---- Exercise data

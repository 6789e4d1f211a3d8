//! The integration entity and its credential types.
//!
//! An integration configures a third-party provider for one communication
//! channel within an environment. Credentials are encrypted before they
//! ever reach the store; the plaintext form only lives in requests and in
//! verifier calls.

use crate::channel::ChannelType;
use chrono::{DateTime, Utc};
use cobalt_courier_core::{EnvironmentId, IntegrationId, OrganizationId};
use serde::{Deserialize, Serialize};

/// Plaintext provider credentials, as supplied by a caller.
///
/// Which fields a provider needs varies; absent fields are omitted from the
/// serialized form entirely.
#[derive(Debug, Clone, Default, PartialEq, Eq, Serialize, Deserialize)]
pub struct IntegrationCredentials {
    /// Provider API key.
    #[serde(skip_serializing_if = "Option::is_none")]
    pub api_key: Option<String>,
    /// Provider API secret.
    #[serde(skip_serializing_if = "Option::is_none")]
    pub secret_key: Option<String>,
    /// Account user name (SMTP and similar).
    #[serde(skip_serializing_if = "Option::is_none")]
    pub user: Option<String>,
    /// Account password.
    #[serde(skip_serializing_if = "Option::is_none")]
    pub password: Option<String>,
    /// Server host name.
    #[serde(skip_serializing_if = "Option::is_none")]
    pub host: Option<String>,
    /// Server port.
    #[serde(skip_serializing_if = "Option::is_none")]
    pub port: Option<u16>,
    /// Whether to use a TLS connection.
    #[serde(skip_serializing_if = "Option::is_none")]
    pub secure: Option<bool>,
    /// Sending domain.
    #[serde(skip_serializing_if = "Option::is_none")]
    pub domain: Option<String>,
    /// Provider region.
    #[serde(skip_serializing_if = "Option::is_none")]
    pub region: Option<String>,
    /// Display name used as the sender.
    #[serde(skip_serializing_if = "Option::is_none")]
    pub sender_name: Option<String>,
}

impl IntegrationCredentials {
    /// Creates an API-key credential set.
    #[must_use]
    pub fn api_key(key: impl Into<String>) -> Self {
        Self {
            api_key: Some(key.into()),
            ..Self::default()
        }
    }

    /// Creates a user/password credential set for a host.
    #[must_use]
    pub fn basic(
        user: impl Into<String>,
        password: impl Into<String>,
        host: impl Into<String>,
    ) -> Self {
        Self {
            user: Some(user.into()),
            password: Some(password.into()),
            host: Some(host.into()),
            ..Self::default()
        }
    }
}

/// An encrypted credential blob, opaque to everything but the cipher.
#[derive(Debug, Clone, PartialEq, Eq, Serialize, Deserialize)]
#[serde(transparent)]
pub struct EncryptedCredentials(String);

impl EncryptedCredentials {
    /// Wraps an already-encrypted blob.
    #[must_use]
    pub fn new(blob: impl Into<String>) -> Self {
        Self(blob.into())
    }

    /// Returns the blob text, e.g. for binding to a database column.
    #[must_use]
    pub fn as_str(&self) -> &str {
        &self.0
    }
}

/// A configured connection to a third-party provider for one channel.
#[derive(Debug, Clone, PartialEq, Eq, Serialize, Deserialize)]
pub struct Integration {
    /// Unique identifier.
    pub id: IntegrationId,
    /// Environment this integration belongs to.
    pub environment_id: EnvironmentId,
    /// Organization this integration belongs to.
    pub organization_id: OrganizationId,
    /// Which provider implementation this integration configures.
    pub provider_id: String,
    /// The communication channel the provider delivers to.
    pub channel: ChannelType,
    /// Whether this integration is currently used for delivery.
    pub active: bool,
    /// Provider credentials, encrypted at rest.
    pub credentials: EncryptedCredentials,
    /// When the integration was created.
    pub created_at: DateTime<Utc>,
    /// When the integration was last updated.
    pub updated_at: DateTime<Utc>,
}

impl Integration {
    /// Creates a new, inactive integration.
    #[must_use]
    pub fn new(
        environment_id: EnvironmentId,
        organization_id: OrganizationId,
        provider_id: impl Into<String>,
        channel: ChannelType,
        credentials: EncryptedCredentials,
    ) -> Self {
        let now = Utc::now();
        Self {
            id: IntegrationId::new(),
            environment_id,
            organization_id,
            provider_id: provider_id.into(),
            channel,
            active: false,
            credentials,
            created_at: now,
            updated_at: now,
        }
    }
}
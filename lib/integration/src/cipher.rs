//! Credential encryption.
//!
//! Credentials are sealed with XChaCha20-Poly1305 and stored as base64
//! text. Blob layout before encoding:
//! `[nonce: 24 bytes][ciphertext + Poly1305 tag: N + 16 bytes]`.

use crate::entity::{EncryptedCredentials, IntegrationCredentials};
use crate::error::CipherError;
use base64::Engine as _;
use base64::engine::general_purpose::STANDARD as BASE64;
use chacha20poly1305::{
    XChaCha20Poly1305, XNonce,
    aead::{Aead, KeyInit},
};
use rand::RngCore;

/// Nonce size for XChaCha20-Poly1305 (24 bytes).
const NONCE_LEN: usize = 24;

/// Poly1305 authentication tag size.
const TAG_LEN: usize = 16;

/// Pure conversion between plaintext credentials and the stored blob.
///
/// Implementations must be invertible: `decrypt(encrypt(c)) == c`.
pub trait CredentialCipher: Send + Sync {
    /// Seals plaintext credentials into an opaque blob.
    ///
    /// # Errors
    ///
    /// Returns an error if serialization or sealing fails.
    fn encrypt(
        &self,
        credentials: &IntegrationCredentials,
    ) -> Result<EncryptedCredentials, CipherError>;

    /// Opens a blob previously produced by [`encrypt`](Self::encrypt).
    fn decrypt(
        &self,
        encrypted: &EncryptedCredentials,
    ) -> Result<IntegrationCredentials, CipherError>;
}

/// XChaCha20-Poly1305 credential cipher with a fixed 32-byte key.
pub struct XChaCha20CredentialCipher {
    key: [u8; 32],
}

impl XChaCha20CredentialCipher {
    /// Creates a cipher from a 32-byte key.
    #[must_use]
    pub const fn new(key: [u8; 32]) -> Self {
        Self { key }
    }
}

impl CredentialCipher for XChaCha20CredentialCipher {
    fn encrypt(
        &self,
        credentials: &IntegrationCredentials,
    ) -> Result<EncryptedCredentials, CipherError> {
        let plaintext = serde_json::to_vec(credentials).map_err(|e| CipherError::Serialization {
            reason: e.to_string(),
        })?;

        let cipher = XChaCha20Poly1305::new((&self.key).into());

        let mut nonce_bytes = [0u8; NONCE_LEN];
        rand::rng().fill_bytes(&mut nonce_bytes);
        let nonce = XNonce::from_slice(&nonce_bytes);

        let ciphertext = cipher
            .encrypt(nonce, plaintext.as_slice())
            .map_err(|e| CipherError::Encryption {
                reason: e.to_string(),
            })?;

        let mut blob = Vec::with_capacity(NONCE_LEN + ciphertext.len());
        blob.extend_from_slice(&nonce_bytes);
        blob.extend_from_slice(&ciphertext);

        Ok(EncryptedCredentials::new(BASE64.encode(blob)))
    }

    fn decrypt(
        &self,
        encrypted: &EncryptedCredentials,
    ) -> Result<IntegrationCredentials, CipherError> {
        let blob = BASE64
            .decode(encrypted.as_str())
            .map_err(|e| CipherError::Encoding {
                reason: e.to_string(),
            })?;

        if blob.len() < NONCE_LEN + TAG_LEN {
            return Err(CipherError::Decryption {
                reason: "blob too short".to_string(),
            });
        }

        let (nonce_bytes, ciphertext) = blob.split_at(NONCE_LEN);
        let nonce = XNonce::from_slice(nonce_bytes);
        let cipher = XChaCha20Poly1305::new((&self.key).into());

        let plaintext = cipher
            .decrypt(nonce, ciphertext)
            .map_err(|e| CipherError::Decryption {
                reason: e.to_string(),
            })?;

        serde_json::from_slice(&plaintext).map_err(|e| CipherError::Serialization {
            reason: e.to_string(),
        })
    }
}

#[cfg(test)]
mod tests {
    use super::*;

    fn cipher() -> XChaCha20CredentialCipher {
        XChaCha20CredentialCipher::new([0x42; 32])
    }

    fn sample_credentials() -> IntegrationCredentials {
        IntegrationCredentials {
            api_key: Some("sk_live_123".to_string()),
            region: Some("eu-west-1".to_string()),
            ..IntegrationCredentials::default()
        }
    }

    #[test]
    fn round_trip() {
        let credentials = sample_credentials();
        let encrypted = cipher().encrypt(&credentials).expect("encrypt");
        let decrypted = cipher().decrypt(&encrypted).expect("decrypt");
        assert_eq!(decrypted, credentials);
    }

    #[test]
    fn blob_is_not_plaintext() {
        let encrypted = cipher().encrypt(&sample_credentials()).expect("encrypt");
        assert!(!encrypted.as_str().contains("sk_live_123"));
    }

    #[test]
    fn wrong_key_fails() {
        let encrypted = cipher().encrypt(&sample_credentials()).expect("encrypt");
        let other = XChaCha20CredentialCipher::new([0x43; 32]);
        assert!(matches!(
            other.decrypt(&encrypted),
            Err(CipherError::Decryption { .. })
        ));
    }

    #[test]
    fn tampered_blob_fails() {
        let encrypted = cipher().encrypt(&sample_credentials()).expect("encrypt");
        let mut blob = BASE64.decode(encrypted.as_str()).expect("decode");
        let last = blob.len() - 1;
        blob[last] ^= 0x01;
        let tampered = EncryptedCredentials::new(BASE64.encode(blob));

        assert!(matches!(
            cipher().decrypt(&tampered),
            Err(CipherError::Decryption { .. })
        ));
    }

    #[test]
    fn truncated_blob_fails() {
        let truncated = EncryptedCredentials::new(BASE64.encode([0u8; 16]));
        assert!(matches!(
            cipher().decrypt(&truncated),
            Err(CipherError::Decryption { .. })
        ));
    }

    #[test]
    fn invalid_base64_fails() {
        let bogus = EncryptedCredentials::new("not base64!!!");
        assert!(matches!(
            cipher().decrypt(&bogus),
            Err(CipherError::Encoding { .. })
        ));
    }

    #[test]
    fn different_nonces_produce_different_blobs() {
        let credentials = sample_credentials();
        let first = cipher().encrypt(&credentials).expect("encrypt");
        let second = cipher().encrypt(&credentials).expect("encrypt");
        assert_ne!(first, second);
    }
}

--------

◆ **Task**: Restate word for word the entries above from the line with "text. Blob layout" through the line with "const TAG_LEN: usize = 16;", inclusive, leaving out everything else.

◆ **Answer section**:
//! text. Blob layout before encoding:
//! `[nonce: 24 bytes][ciphertext + Poly1305 tag: N + 16 bytes]`.

use crate::entity::{EncryptedCredentials, IntegrationCredentials};
use crate::error::CipherError;
use base64::Engine as _;
use base64::engine::general_purpose::STANDARD as BASE64;
use chacha20poly1305::{
    XChaCha20Poly1305, XNonce,
    aead::{Aead, KeyInit},
};
use rand::RngCore;

/// Nonce size for XChaCha20-Poly1305 (24 bytes).
const NONCE_LEN: usize = 24;

/// Poly1305 authentication tag size.
const TAG_LEN: usize = 16;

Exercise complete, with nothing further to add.